L’ouvrage étudie la marche irrésistible, dans nos mœurs quotidiennes, de cet urbicide silencieux qui menacerait la Ville lumière, il y a peu encore capitale des Arts et des Lettres. Côté populations d’abord : Paris est en pleine gentrification-boboïsation des quartiers populaires réchappés de l’arasement haussmannien. Fini l’esprit bohème de ce Paris mélangeant tribus, irrévérence et argotismes, fini ce fertile humus parisien des prolos, titis et folklos parigots, finis les intellos officiant en place publique à tous propos, fini de vouer les aristos, les fachos, les bolchos à la lanterne : soixante-huitards à la retraite, promis demain à fleurir les ehpads. Disparus les poètes du pavé parisien, les orateurs de bistrot. Évanouie, dissoute la faune riche en fantastique social chère à Mac Orlan, remplacée par tout un peuple de néo-bourgeois, hipsters, télé-travailleurs à pied à terre, et autres traders, startuppers, curateurs d’Évènements pour People à followers. Pour autant, le regretté Palace n’a pas eu de successeur.

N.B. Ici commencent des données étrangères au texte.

//! Tracing of simulation events.
//!
//! A [`Tracer`] is an [`EventSink`]: hand it to a simulation (alone or paired
//! with another sink) and it records every event with the iteration it
//! happened in. Recording does nothing while the tracer is disabled.
//!
//! # Example
//!
//! ```
//! use rampage_debug::{Tracer, TracerConfig};
//! use rampage_engine::{Simulation, SimulationConfig};
//! use rampage_storage::{Capacity, City, World};
//!
//! let mut world = World::new();
//! world.add_city(City::new("Foo", Capacity::Limited(2)));
//!
//! let config = SimulationConfig::new().with_monster_count(1).with_seed(3);
//! let tracer = Tracer::new(TracerConfig::new().enabled());
//! let mut sim = Simulation::new(world, &config, tracer).unwrap();
//! sim.run().unwrap();
//!
//! let tracer = sim.into_sink();
//! assert_eq!(tracer.buffer().by_event_type("monster-trapped").len(), 1);
//! ```

pub mod buffer;
pub mod format;
pub mod record;

pub use buffer::{TraceBuffer, TraceBufferStats};
pub use format::{HumanFormatter, JsonFormatter, TraceFormatter};
pub use record::TraceRecord;

use std::io::{self, Write};
use std::time::Instant;

use rampage_engine::{EventSink, SimulationEvent};
use rampage_foundation::Result;

// =============================================================================
// Trace Output
// =============================================================================

/// Where trace output should be sent.
#[derive(Clone, Copy, Debug, Default, PartialEq, Eq)]
pub enum TraceOutput {
    /// No output (traces still recorded in buffer).
    #[default]
    None,
    /// Write each record to stderr as it arrives.
    Stderr,
}

// =============================================================================
// Tracer Configuration
// =============================================================================

/// Configuration for the tracer.
#[derive(Clone, Debug)]
pub struct TracerConfig {
    /// Whether tracing is enabled.
    pub enabled: bool,
    /// Maximum records to keep in buffer.
    pub buffer_size: usize,
    /// Where to output traces.
    pub output: TraceOutput,
    /// Whether to use JSON format.
    pub json_format: bool,
    /// Event types to keep (empty = all).
    pub event_filter: Vec<String>,
}

impl Default for TracerConfig {
    fn default() -> Self {
        Self {
            enabled: false,
            buffer_size: TraceBuffer::DEFAULT_SIZE,
            output: TraceOutput::None,
            json_format: false,
            event_filter: Vec::new(),
        }
    }
}

impl TracerConfig {
    /// Creates a new tracer configuration.
    #[must_use]
    pub fn new() -> Self {
        Self::default()
    }

    /// Builder method to enable tracing.
    #[must_use]
    pub fn enabled(mut self) -> Self {
        self.enabled = true;
        self
    }

    /// Builder method to set buffer size.
    #[must_use]
    pub fn with_buffer_size(mut self, size: usize) -> Self {
        self.buffer_size = size;
        self
    }

    /// Builder method to output to stderr.
    #[must_use]
    pub fn to_stderr(mut self) -> Self {
        self.output = TraceOutput::Stderr;
        self
    }

    /// Builder method to use JSON format.
    #[must_use]
    pub fn json(mut self) -> Self {
        self.json_format = true;
        self
    }

    /// Builder method to keep only some event types.
    #[must_use]
    pub fn filter_events(mut self, types: Vec<String>) -> Self {
        self.event_filter = types;
        self
    }
}

// =============================================================================
// Tracer
// =============================================================================

/// Records simulation events into a [`TraceBuffer`].
#[derive(Debug)]
pub struct Tracer {
    config: TracerConfig,
    buffer: TraceBuffer,
    current_iteration: u64,
    start_time: Instant,
    human_formatter: HumanFormatter,
    json_formatter: JsonFormatter,
}

impl Tracer {
    /// Creates a new tracer with the given configuration.
    #[must_use]
    pub fn new(config: TracerConfig) -> Self {
        let buffer_size = config.buffer_size;
        Self {
            config,
            buffer: TraceBuffer::new(buffer_size),
            current_iteration: 0,
            start_time: Instant::now(),
            human_formatter: HumanFormatter::new(),
            json_formatter: JsonFormatter::new(),
        }
    }

    /// Creates a tracer with default configuration (disabled).
    #[must_use]
    pub fn disabled() -> Self {
        Self::new(TracerConfig::default())
    }

    /// Creates an enabled tracer that outputs to stderr.
    #[must_use]
    pub fn to_stderr() -> Self {
        Self::new(TracerConfig::new().enabled().to_stderr())
    }

    /// Returns whether tracing is enabled.
    #[must_use]
    #[inline]
    pub fn is_enabled(&self) -> bool {
        self.config.enabled
    }

    /// Enables tracing.
    pub fn enable(&mut self) {
        self.config.enabled = true;
    }

    /// Disables tracing.
    pub fn disable(&mut self) {
        self.config.enabled = false;
    }

    /// Returns the iteration the tracer is currently attributing events to.
    #[must_use]
    pub fn current_iteration(&self) -> u64 {
        self.current_iteration
    }

    /// Sets whether to use JSON output format.
    pub fn set_json_format(&mut self, json: bool) {
        self.config.json_format = json;
    }

    /// Sets the trace output destination.
    pub fn set_output(&mut self, output: TraceOutput) {
        self.config.output = output;
    }

    fn record_internal(&mut self, event: &SimulationEvent) -> Result<()> {
        if let SimulationEvent::IterationStarted { iteration } = event {
            self.current_iteration = *iteration;
        }

        if !self.config.event_filter.is_empty()
            && !self
                .config
                .event_filter
                .iter()
                .any(|t| t == event.event_type())
        {
            return Ok(());
        }

        #[allow(clippy::cast_possible_truncation)]
        let timestamp_ns = self.start_time.elapsed().as_nanos() as u64;
        self.buffer
            .push(self.current_iteration, timestamp_ns, event.clone());

        if self.config.output == TraceOutput::Stderr {
            if let Some(record) = self.buffer.last() {
                let line = self.format_record(record)?;
                writeln!(io::stderr().lock(), "{line}")?;
            }
        }
        Ok(())
    }

    /// Formats a record using the current format settings.
    ///
    /// # Errors
    ///
    /// Returns an error if JSON encoding fails.
    pub fn format_record(&self, record: &TraceRecord) -> Result<String> {
        if self.config.json_format {
            self.json_formatter.format(record)
        } else {
            self.human_formatter.format(record)
        }
    }

    /// Formats several records using the current format settings.
    ///
    /// # Errors
    ///
    /// Returns an error if JSON encoding fails.
    pub fn format_records(&self, records: &[&TraceRecord]) -> Result<String> {
        if self.config.json_format {
            self.json_formatter.format_many(records)
        } else {
            self.human_formatter.format_many(records)
        }
    }

    /// Returns the trace buffer.
    #[must_use]
    pub fn buffer(&self) -> &TraceBuffer {
        &self.buffer
    }

    /// Clears the trace buffer.
    pub fn clear(&mut self) {
        self.buffer.clear();
    }

    /// Returns buffer statistics.
    #[must_use]
    pub fn stats(&self) -> TraceBufferStats {
        self.buffer.stats()
    }
}

impl Default for Tracer {
    fn default() -> Self {
        Self::disabled()
    }
}

impl EventSink for Tracer {
    #[inline]
    fn record(&mut self, event: &SimulationEvent) -> Result<()> {
        if !self.config.enabled {
            return Ok(());
        }
        self.record_internal(event)
    }
}

// =============================================================================
// Tests
// =============================================================================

Les mendiants roms à portable ont mis les clochards au rancart, les rappeurs à capuche, en planche à roulette et basket, rendent périlleux les trottoirs aux passants, les joggers en tenue moulante fluo snobent les nounous et les mères de famille des squares et des jardins publics. Par charité chrétienne, nous ne parlerons pas ici de la vie dans le métro ou le RER. Dans les beaux quartiers, le Marais, les queues serpentent en files interminables devant les musées, les magasins pour groupies japonais, les cafés et restaurants vus dans Emily in Paris. À l’instar des touristes étrangers, un peuple libertaire, bon vivant et frondeur s’est mué en un troupeau d’attendeurs dociles et résignés.
Hédiard, Fauchon, le fleuriste Lachaume, Old England, la librairie La Hune, Sonia Rykiel, tant d’autres, ont fermé boutique. Boulangeries, boucheries, drogueries disparaissent à la vitesse grand V, au profit de sandwicheries, de créateurs de macarons, de réparateurs d’informatique, de bikes électriques, de galeries pop up, de vapoteries et smokeries sans tabac, d’ongleries. Le fooding l’a emporté sur la restauration, comme le franco-english sur le petit et le grand Robert. Trop cool !

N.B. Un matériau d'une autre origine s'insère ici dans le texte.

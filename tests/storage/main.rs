//! Integration tests for Layer 1: Storage
//!
//! Tests for cities, the world graph, and world records.

mod cities;
mod records;
mod world;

Le palais de justice dans l’Île de la Cité a émigré, oubliant d’emporter ses ors et ses dorures avec lui, dans un gratte-ciel avec roof-top au bord du Périphérique. De même, le Ministère des Armées s’est exilé du boulevard Saint-Germain dans un Pentagone biscornu et sans grandeur, à Balard. Finies l’ornementation architecturale de la ville, la monumentalité commémorative, place aux campus ceints de buildings de verre ou végétalisés, place aux immeubles rénovés en face de chez vous, transformés en bureaux open space ou en locations Airbnb, et vous en voyeur malgré vous.
Pour notre amphitryon littéraire, les dîners en ville seraient à fuir : plus on se confie à son voisin de table, moins on a de choses à lui dire. Même les palaces parisiens ne sont plus ce qu’ils étaient. Le five o’clock pâtissier des dames à chapeau, les aficionados du whisky churchillien, les adeptes du Bellini hemingwayen, les cocottes en service commandé ont abandonné les bars des grands hôtels aux yuppies des back offices en quête d’un After.
Quant aux mondanités parisiennes, cocktails, vernissages, Premières, remises de décorations, etc., l’auteur recommande expressément de ne jamais dire « c’est très intéressant » à l’intéressé(e) qu’on fête et qu’on se doit de complimenter. Je me permets de recommander cette pirouette de Guy de Rothschild : « Ah, comme vous devez être content(e) ! »
Ne parlons pas des Nuits blanches, des journées du Patrimoine, de la Fête de la Musique, ces « aventures nocturnes et artistiques », où « chaque spectatrice ou spectateur conservera précieusement un moment d’art, qui aura su bouleverser, émerveiller, le temps d’une nuit, son regard sur Paris. » Qui a dit un jour que Paris était une fête ? Il doit s’en mordre les doigts, depuis l’Au-delà.
« Venez comme vous êtes » nous invite McDo, c’est-à-dire, venez, s’il y a lieu, en mode moche, fagoté(e) comme l’as de pique, voire en dégueu ou en guenilles si cela vous chante, cela n’a aucune importance, les amis. Eh bien si ! Cela devrait en avoir beaucoup.
Pendant ce temps, Paris compte six millions de rats, ; et les chiens en laisse sont les derniers urbains amoureux du bitume parisien, avec les oiseaux de mer, ces nuées de mouettes, ces cormorans solitaires qui remontent la Seine et disputent victorieusement les poubelles et décharges parisiennes aux pigeons et aux piafs de toujours, devenus quasiment des has beenen voie de relégation.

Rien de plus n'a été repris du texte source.